Joseph Saikewicz was a 67-year-old resident of the Belchertown State School in Massachusetts who had been profoundly intellectually disabled since early childhood, with an IQ in the range of 10 and no capacity to communicate treatment preferences or understand complex medical information. In 1976 he was diagnosed with acute myeloblastic leukemia, a rapidly progressing and almost uniformly fatal cancer in elderly patients. Treating physicians testified that without chemotherapy he would likely die within a relatively short period, but with chemotherapy the possibility was only temporary remission of limited duration with significant, painful, and debilitating side effects (including severe nausea, mucositis, infection, bleeding, and the need for isolation and invasive monitoring). Because of his lifelong inability to comprehend or cooperate, meaningful consent or participation in treatment was impossible, and sedation and restraints might be necessary to administer therapy. Unsure whether to initiate chemotherapy, the superintendent of the state school filed a petition in the Probate Court for instructions. After appointing a guardian ad litem, hearing medical testimony, and weighing the burdens and prospects of treatment, the Probate Court authorized withholding chemotherapy and providing palliative care. The matter reached the Massachusetts Supreme Judicial Court for review and guidance on the governing legal standards and procedures.
Does the right to refuse life-prolonging medical treatment extend to an incompetent, terminally ill adult, and if so, by what standard and through what decision-making process should that right be exercised?
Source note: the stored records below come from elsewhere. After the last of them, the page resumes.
pub mod analyze;
pub mod config;
pub mod graph;

use crate::errors::Result;
use clap::{Parser, Subcommand};

#[derive(Debug, Parser)]
#[command(
    name = "pysurvey",
    version,
    about = "Static architecture facts for Python codebases"
)]
pub struct Cli {
    #[command(subcommand)]
    pub command: Commands,
}

#[derive(Debug, Subcommand)]
pub enum Commands {
    /// Extract symbols, calls, endpoints, client calls, protocols and tests
    Analyze(analyze::AnalyzeArgs),
    /// Export the resolved call graph
    Graph(graph::GraphArgs),
    /// Inspect resolved configuration
    Config(config::ConfigArgs),
}

/// Dispatch to the appropriate command handler.
pub fn dispatch(cli: Cli) -> Result<()> {
    match cli.command {
        Commands::Analyze(args) => analyze::run(&args),
        Commands::Graph(args) => graph::run(&args),
        Commands::Config(args) => config::run(&args),
    }
}
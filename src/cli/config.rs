use crate::config::provenance::Section;
use crate::config::resolve::{resolve_config, CliOverrides};
use crate::config::show::{render_explain, render_show};
use crate::errors::{PysurveyError, Result};
use clap::{Args, Subcommand};
use std::path::{Path, PathBuf};

#[derive(Debug, Args)]
pub struct ConfigArgs {
    /// Project directory to resolve from (defaults to current directory)
    #[arg(long, global = true)]
    pub path: Option<PathBuf>,

    #[command(subcommand)]
    pub action: ConfigAction,
}

#[derive(Debug, Subcommand)]
pub enum ConfigAction {
    /// Show every resolved setting and the layer it came from
    Show,
    /// Show the settings of one section
    Explain {
        #[arg(value_enum)]
        section: Section,
    },
}

pub fn run(args: &ConfigArgs) -> Result<()> {
    let working_dir = working_dir(args.path.as_deref())?;
    let config = resolve_config(&working_dir, &CliOverrides::default())?;

    let mut stdout = std::io::stdout().lock();
    match args.action {
        ConfigAction::Show => render_show(&mut stdout, &config)?,
        ConfigAction::Explain { section } => render_explain(&mut stdout, &config, section)?,
    }
    Ok(())
}

fn working_dir(path: Option<&Path>) -> Result<PathBuf> {
    let path = path.unwrap_or_else(|| Path::new("."));
    if !path.is_dir() {
        return Err(PysurveyError::Config(format!(
            "Not a directory: {}",
            path.display()
        )));
    }
    Ok(path.canonicalize()?)
}
use serde::Serialize;
use std::path::{Path, PathBuf};
use thiserror::Error;

#[derive(Debug, Clone, Copy, Serialize, PartialEq, Eq, PartialOrd, Ord)]
#[serde(rename_all = "snake_case")]
pub enum DiagnosticKind {
    /// A construct was skipped; the rest of the file was still analyzed.
    Structural,
    /// The file could not be analyzed at all.
    FileLevel,
}

/// A non-fatal finding attached to one file.
#[derive(Error, Debug, Clone, Serialize, PartialEq, Eq)]
#[error("{}{}: {message}", .file.display(), .line.map(|l| format!(":{l}")).unwrap_or_default())]
pub struct Diagnostic {
    pub file: PathBuf,
    #[serde(skip_serializing_if = "Option::is_none")]
    pub line: Option<usize>,
    pub kind: DiagnosticKind,
    pub message: String,
}

impl Diagnostic {
    pub fn structural(file: &Path, line: usize, message: impl Into<String>) -> Self {
        Self {
            file: file.to_path_buf(),
            line: Some(line),
            kind: DiagnosticKind::Structural,
            message: message.into(),
        }
    }

    pub fn file_level(file: &Path, message: impl Into<String>) -> Self {
        Self {
            file: file.to_path_buf(),
            line: None,
            kind: DiagnosticKind::FileLevel,
            message: message.into(),
        }
    }

    /// Ordering key used by the aggregator.
    pub(crate) fn sort_key(&self) -> (&Path, usize, DiagnosticKind, &str) {
        (
            self.file.as_path(),
            self.line.unwrap_or(0),
            self.kind,
            self.message.as_str(),
        )
    }
}

#[cfg(test)]
mod tests {
    use super::*;

    #[test]
    fn display_includes_line() {
        let d = Diagnostic::structural(Path::new("app.py"), 12, "skipped ERROR node");
        assert_eq!(d.to_string(), "app.py:12: skipped ERROR node");
    }

    #[test]
    fn display_without_line() {
        let d = Diagnostic::file_level(Path::new("bad.py"), "could not read file");
        assert_eq!(d.to_string(), "bad.py: could not read file");
    }
}
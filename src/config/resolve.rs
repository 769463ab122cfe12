use crate::config::ignore::IgnoreFile;
use crate::config::provenance::{ProvenanceMap, Source};
use crate::config::schema::FileConfig;
use crate::config::ResolvedConfig;
use crate::errors::{PysurveyError, Result};
use crate::output::OutputFormat;
use std::path::{Path, PathBuf};

/// CLI overrides extracted from command arguments.
#[derive(Debug, Default)]
pub struct CliOverrides {
    pub format: Option<OutputFormat>,
    pub quiet: bool,
    pub jobs: Option<usize>,
    pub include: Vec<String>,
    pub exclude: Vec<String>,
}

/// Resolve configuration by applying layers bottom-up:
/// 1. Built-in defaults
/// 2. User config (~/.config/pysurvey/config.toml)
/// 3. Project config (nearest .pysurvey.toml walking up from working_dir)
/// 4. Environment variables
/// 5. CLI overrides
///
/// The nearest `.pysurveyignore` is loaded alongside and recorded under
/// `targeting.ignore`.
pub fn resolve_config(working_dir: &Path, cli: &CliOverrides) -> Result<ResolvedConfig> {
    let mut prov = ProvenanceMap::default();
    let mut loaded_files = Vec::new();

    // 1. Built-in defaults
    let mut config = ResolvedConfig::default();

    // 2. User config
    if let Some(user_config_path) = find_user_config() {
        if user_config_path.exists() {
            let file_config = load_file_config(&user_config_path, "user")?;
            apply_file_config(
                &mut config,
                &file_config,
                Source::UserConfig(user_config_path.clone()),
                &mut prov,
            );
            loaded_files.push(user_config_path);
        }
    }

    // 3. Project config (walk up from working_dir)
    if let Some(project_config_path) = find_project_config(working_dir) {
        let file_config = load_file_config(&project_config_path, "project")?;
        apply_file_config(
            &mut config,
            &file_config,
            Source::ProjectConfig(project_config_path.clone()),
            &mut prov,
        );
        loaded_files.push(project_config_path);
    }

    // 4. Environment variables
    apply_env_vars(&mut config, &mut prov);

    // 5. CLI overrides
    apply_cli_overrides(&mut config, cli, &mut prov);

    validate_format(&config.format, &prov)?;

    config.ignore_file = IgnoreFile::discover(working_dir)?;
    if let Some(ignore) = &config.ignore_file {
        prov.set("targeting.ignore", Source::IgnoreFile(ignore.path().to_path_buf()));
    }
    config.provenance = prov;
    config.loaded_files = loaded_files;

    tracing::debug!(files = config.loaded_files.len(), "resolved configuration");
    Ok(config)
}

fn load_file_config(path: &Path, layer: &str) -> Result<FileConfig> {
    let content = std::fs::read_to_string(path).map_err(|_| {
        PysurveyError::Config(format!("Could not read {layer} config: {}", path.display()))
    })?;
    FileConfig::from_toml(&content)
        .map_err(|e| PysurveyError::Config(format!("Invalid {layer} config: {e}")))
}

fn find_user_config() -> Option<PathBuf> {
    dirs::config_dir().map(|d| d.join("pysurvey").join("config.toml"))
}

fn find_project_config(start: &Path) -> Option<PathBuf> {
    let mut dir = start.to_path_buf();
    loop {
        let config_path = dir.join(".pysurvey.toml");
        if config_path.exists() {
            return Some(config_path);
        }
        if !dir.pop() {
            break;
        }
    }
    None
}

fn validate_format(format: &str, prov: &ProvenanceMap) -> Result<()> {
    if format.parse::<OutputFormat>().is_ok() {
        return Ok(());
    }
    let source = prov
        .get("defaults.format")
        .map_or_else(|| "unknown source".to_string(), |s| s.to_string());
    Err(PysurveyError::Config(format!(
        "Unknown output format '{format}' from {source}; expected json, text or dot"
    )))
}

fn apply_file_config(
    config: &mut ResolvedConfig,
    file: &FileConfig,
    source: Source,
    prov: &mut ProvenanceMap,
) {
    // Defaults
    if let Some(ref format) = file.defaults.format {
        config.format = format.clone();
        prov.set("defaults.format", source.clone());
    }
    if let Some(quiet) = file.defaults.quiet {
        config.quiet = quiet;
        prov.set("defaults.quiet", source.clone());
    }
    if let Some(jobs) = file.defaults.jobs {
        config.jobs = jobs;
        prov.set("defaults.jobs", source.clone());
    }

    // Targeting
    if !file.targeting.include.is_empty() {
        config.include = file.targeting.include.clone();
        prov.set("targeting.include", source.clone());
    }
    if !file.targeting.exclude.is_empty() {
        config.exclude = file.targeting.exclude.clone();
        prov.set("targeting.exclude", source.clone());
    }

    // Clients
    if let Some(ref libraries) = file.clients.libraries {
        config.clients.libraries = libraries.clone();
        prov.set("clients.libraries", source.clone());
    }

    // Tests
    if let Some(ref prefixes) = file.tests.function_prefixes {
        config.tests.function_prefixes = prefixes.clone();
        prov.set("tests.function_prefixes", source.clone());
    }
    if let Some(ref prefixes) = file.tests.class_prefixes {
        config.tests.class_prefixes = prefixes.clone();
        prov.set("tests.class_prefixes", source.clone());
    }
    if let Some(ref bases) = file.tests.base_classes {
        config.tests.base_classes = bases.clone();
        prov.set("tests.base_classes", source.clone());
    }

    // Protocols
    if let Some(require) = file.protocols.require_protocol_base {
        config.protocols.require_protocol_base = require;
        prov.set("protocols.require_protocol_base", source);
    }
}

fn split_list(val: &str) -> Vec<String> {
    val.split(',')
        .map(|s| s.trim().to_string())
        .filter(|s| !s.is_empty())
        .collect()
}

fn apply_env_vars(config: &mut ResolvedConfig, prov: &mut ProvenanceMap) {
    if let Ok(val) = std::env::var("PYSURVEY_FORMAT") {
        config.format = val;
        prov.set("defaults.format", Source::EnvVar("PYSURVEY_FORMAT".into()));
    }
    if let Ok(val) = std::env::var("PYSURVEY_QUIET") {
        config.quiet = val == "1" || val.eq_ignore_ascii_case("true");
        prov.set("defaults.quiet", Source::EnvVar("PYSURVEY_QUIET".into()));
    }
    if let Ok(val) = std::env::var("PYSURVEY_JOBS") {
        if let Ok(n) = val.parse::<usize>() {
            config.jobs = n;
            prov.set("defaults.jobs", Source::EnvVar("PYSURVEY_JOBS".into()));
        }
    }
    if let Ok(val) = std::env::var("PYSURVEY_INCLUDE") {
        config.include = split_list(&val);
        prov.set("targeting.include", Source::EnvVar("PYSURVEY_INCLUDE".into()));
    }
    if let Ok(val) = std::env::var("PYSURVEY_EXCLUDE") {
        config.exclude = split_list(&val);
        prov.set("targeting.exclude", Source::EnvVar("PYSURVEY_EXCLUDE".into()));
    }
    if let Ok(val) = std::env::var("PYSURVEY_CLIENT_LIBRARIES") {
        config.clients.libraries = split_list(&val);
        prov.set(
            "clients.libraries",
            Source::EnvVar("PYSURVEY_CLIENT_LIBRARIES".into()),
        );
    }
}

fn apply_cli_overrides(config: &mut ResolvedConfig, cli: &CliOverrides, prov: &mut ProvenanceMap) {
    if let Some(format) = cli.format {
        config.format = format.to_string();
        prov.set("defaults.format", Source::CliFlag("--format".into()));
    }
    if cli.quiet {
        config.quiet = true;
        prov.set("defaults.quiet", Source::CliFlag("--quiet".into()));
    }
    if let Some(jobs) = cli.jobs {
        config.jobs = jobs;
        prov.set("defaults.jobs", Source::CliFlag("--jobs".into()));
    }
    if !cli.include.is_empty() {
        config.include = cli.include.clone();
        prov.set("targeting.include", Source::CliFlag("--include".into()));
    }
    if !cli.exclude.is_empty() {
        config.exclude = cli.exclude.clone();
        prov.set("targeting.exclude", Source::CliFlag("--exclude".into()));
    }
}
use miette::Diagnostic;
use std::path::PathBuf;
use thiserror::Error;

#[derive(Error, Diagnostic, Debug)]
pub enum PysurveyError {
    #[error("No Python files found in {path}")]
    #[diagnostic(code(pysurvey::no_files))]
    NoFiles { path: PathBuf },

    #[error("Configuration error: {0}")]
    #[diagnostic(code(pysurvey::config))]
    Config(String),

    #[error("Could not start worker pool: {0}")]
    #[diagnostic(code(pysurvey::thread_pool))]
    ThreadPool(#[from] rayon::ThreadPoolBuildError),

    #[error(transparent)]
    #[diagnostic(code(pysurvey::io))]
    Io(#[from] std::io::Error),

    #[error(transparent)]
    #[diagnostic(code(pysurvey::json))]
    Json(#[from] serde_json::Error),

    #[error(transparent)]
    #[diagnostic(code(pysurvey::glob))]
    Glob(#[from] globset::Error),
}

pub type Result<T> = std::result::Result<T, PysurveyError>;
The common-law and constitutional rights of bodily integrity and privacy protect a person from unwanted medical treatment and extend to incompetent individuals. Decisions for an incompetent patient must be made under the substituted judgment standard: the decisionmaker should attempt to determine, based on the patient's values, condition, prognosis, and all relevant circumstances, what the patient would choose if competent. In extraordinary, life-and-death treatment decisions, judicial involvement is appropriate to ensure that the patient's rights are protected and that the state's interests (preserving life, preventing suicide, maintaining the integrity of the medical profession, and protecting third parties) are carefully balanced against the individual's autonomy interests.
Yes. The right to refuse medical treatment extends to incompetent individuals and should be exercised through substituted judgment. Applying that standard, the court affirmed the order authorizing the withholding of chemotherapy from Mr. Saikewicz and the provision of palliative care.
The court began from the common-law principle that every person has a right to bodily integrity and to be free from nonconsensual medical treatment, a right also grounded in constitutional privacy. Incompetency does not extinguish this right; it necessitates a surrogate process that respects patient autonomy. The court rejected a strictly paternalistic "best interests" approach as insufficiently protective of individual self-determination. Instead, it adopted the substituted judgment standard from equity and guardianship jurisprudence: the decisionmaker should attempt to reflect, as faithfully as possible, the decision the patient would have made if competent, considering factors such as the patient's medical condition and prognosis, the likely benefits and burdens of treatment, the patient's known values and preferences (if any), and the impact of treatment on the patient's experience of life. Applying that framework, the court emphasized the evidence that aggressive chemotherapy in a 67-year-old with acute myeloblastic leukemia offered, at best, a short-lived remission, while imposing severe and incomprehensible suffering on someone incapable of understanding the reasons for the pain or cooperating with treatment. In such circumstances, the court reasoned, a person in Mr. Saikewicz's position—if competent—would likely decline treatment that promised only marginal extension of life at the cost of substantial torment. The court balanced the state's interests and found none sufficient to override the patient's autonomy: preserving life did not compel the imposition of highly burdensome, low-benefit therapy; the decision did not constitute suicide but rather a refusal of extraordinary medical intervention; no third parties depended on the patient; and the integrity of the medical profession would not be compromised by honoring a patient's (substituted) refusal. Finally, the court underscored the desirability of judicial involvement in such extraordinary cases to ensure a neutral, evidence-based application of substituted judgment and to provide procedural protections through appointment of a guardian ad litem and adversarial testing of medical evidence.
Saikewicz is a foundational case for end-of-life decision-making, establishing that incompetent adults retain the right to refuse life-sustaining treatment and that such refusals should be evaluated under the substituted judgment standard. It also marks a distinctive procedural stance: in extraordinary, life-and-death treatment choices, courts should be involved to safeguard patient rights. For law students, the case is essential for understanding the interaction of common-law consent, constitutional privacy, state interests, and guardianship principles; it also sets the stage for later decisions (state and federal) refining evidentiary standards and the role of families, physicians, ethics committees, and courts in end-of-life care.
Superintendent of Belchertown v. Saikewicz crystallizes two enduring propositions: the right to refuse medical treatment persists despite incompetency, and the law's paramount concern is to honor, as closely as possible, the patient's own values and choices through substituted judgment. By affirming the decision to withhold chemotherapy from a terminally ill, profoundly incapacitated adult, the court prioritized autonomy and dignity over reflexive life prolongation.